Gastrointestinal motility disorders involve alterations to the structure and/or function of the enteric nervous system (ENS) but the causal mechanisms remain unresolved in most cases. Homeostasis and disease in the ENS are processes that are regulated by enteric glia. Signaling mediated through type I lysophosphatidic acid receptors (LPAR1) has recently emerged as an important mechanism that contributes to disease, in part, through effects on peripheral glial survival and function. Enteric glia express LPAR1 but its role in ENS function and motility disorders is unknown. We used a combination of genetic, immunohistochemical, calcium imaging, and in vivo pharmacological approaches to investigate the role of LPAR1 in enteric glia. LPAR1 was enriched in enteric glia in mice and humans and LPA stimulated intracellular calcium responses in enteric glia, subsequently recruiting activity in a subpopulation of myenteric neurons. Blocking LPAR1 in vivo with AM966 attenuated gastrointestinal motility in mice and produced marked enteric neuro- and gliopathy.
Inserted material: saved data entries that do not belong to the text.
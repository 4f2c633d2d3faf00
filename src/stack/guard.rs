//! One-time startup guard for the native stack.

use std::sync::Arc;

use tokio::runtime::Handle;

use super::state::StateCell;
use super::{StackParams, StackState};
use crate::monitor::{DebouncePolicy, NetworkChangeDebouncer, NetworkObserver, ObserverCapability};
use crate::native::{NativeStack, StackError};
use crate::network::{AddressResolver, NetworkInfo};

/// Result of [`StackLifecycleGuard::start`].
#[derive(Debug, Clone, Copy, PartialEq, Eq)]
pub enum StartOutcome {
    /// Bring-up was handed to a background thread.
    Dispatched,
    /// An earlier call already started the stack; nothing was done.
    AlreadyStarted,
}

/// Guards the native stack's lifecycle.
///
/// - [`start`](Self::start) brings the stack up at most once per guard and
///   never blocks the caller.
/// - After dispatching the bring-up, a [`NetworkChangeDebouncer`] is
///   registered with the observer so link changes reset the stack.
/// - [`reset_network`](Self::reset_network) and
///   [`restart_interface`](Self::restart_interface) forward verbatim.
///
/// # Type Parameters
///
/// - `S`: The native stack
/// - `N`: The network source used for address resolution
/// - `O`: The host's link-change observer
pub struct StackLifecycleGuard<S, N, O> {
    stack: Arc<S>,
    source: Arc<N>,
    observer: O,
    runtime: Handle,
    policy: DebouncePolicy,
    state: Arc<StateCell>,
}

impl<S, N, O> StackLifecycleGuard<S, N, O>
where
    S: NativeStack,
    N: NetworkInfo + 'static,
    O: NetworkObserver,
{
    /// Creates a guard in the [`StackState::NotStarted`] state.
    ///
    /// # Arguments
    ///
    /// * `stack` - The native stack to drive
    /// * `source` - Where the local address is resolved from
    /// * `observer` - Delivers link-change notifications after start
    /// * `runtime` - Runtime background work is spawned on
    #[must_use]
    pub fn new(stack: Arc<S>, source: Arc<N>, observer: O, runtime: Handle) -> Self {
        Self {
            stack,
            source,
            observer,
            runtime,
            policy: DebouncePolicy::default(),
            state: Arc::new(StateCell::new(StackState::NotStarted)),
        }
    }

    /// Configures the debounce policy used for link-change resets.
    #[must_use]
    pub fn with_debounce(mut self, policy: DebouncePolicy) -> Self {
        self.policy = policy;
        self
    }

    /// Returns the current lifecycle state.
    #[must_use]
    pub fn state(&self) -> StackState {
        self.state.load()
    }

    /// Returns the observer link changes are taken from.
    #[must_use]
    pub const fn observer(&self) -> &O {
        &self.observer
    }

    /// Starts the stack once.
    ///
    /// Resolves the local IPv4 address, dispatches the native bring-up on a
    /// blocking thread, then registers for link changes. Every call after
    /// the first is logged and ignored, including while the first bring-up
    /// is still running or after it failed.
    pub fn start(&self, params: StackParams) -> StartOutcome {
        if !self
            .state
            .transition(StackState::NotStarted, StackState::Starting)
        {
            tracing::info!("Stack already started ({}), ignoring start", self.state());
            return StartOutcome::AlreadyStarted;
        }

        let local_addr = AddressResolver::new(Arc::clone(&self.source)).resolve_active_ipv4();
        let config = params.into_config(local_addr);
        tracing::info!("Starting stack: {config}");

        let stack = Arc::clone(&self.stack);
        let state = Arc::clone(&self.state);
        self.runtime.spawn_blocking(move || match stack.start(&config) {
            Ok(()) => {
                state.store(StackState::Running);
                tracing::info!("Stack started");
            }
            Err(e) => tracing::error!("Stack start failed: {e}"),
        });

        self.watch_link_changes();
        StartOutcome::Dispatched
    }

    /// Forwards a network reset to the stack.
    ///
    /// # Errors
    ///
    /// Returns the stack's [`StackError`] unchanged.
    pub fn reset_network(&self, addr: &str) -> Result<(), StackError> {
        self.stack.reset_network(addr)
    }

    /// Forwards an interface restart to the stack.
    ///
    /// # Errors
    ///
    /// Returns the stack's [`StackError`] unchanged.
    pub fn restart_interface(&self) -> Result<(), StackError> {
        self.stack.restart_interface()
    }

    fn watch_link_changes(&self) {
        if self.observer.capability() == ObserverCapability::Unsupported {
            tracing::info!("Link-change callbacks unsupported on this host, skipping registration");
            return;
        }

        let debouncer = NetworkChangeDebouncer::new(
            AddressResolver::new(Arc::clone(&self.source)),
            Arc::clone(&self.stack),
            self.runtime.clone(),
        )
        .with_policy(self.policy.clone());

        match self.observer.register(Arc::new(debouncer).into_handler()) {
            Ok(()) => tracing::debug!("Registered link-change handler"),
            Err(e) => tracing::warn!("{e}; stack runs without link-change resets"),
        }
    }
}

#[cfg(test)]
#[path = "guard_tests.rs"]
mod tests;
Samples from humans with chronic intestinal pseudo-obstruction (CIPO), a severe motility disorder, showed reduced glial LPAR1 expression in the colon and ileum. These data suggest that enteric glial LPAR1 signaling regulates gastrointestinal motility through enteric glia and could contribute to severe motility disorders in humans such as CIPO.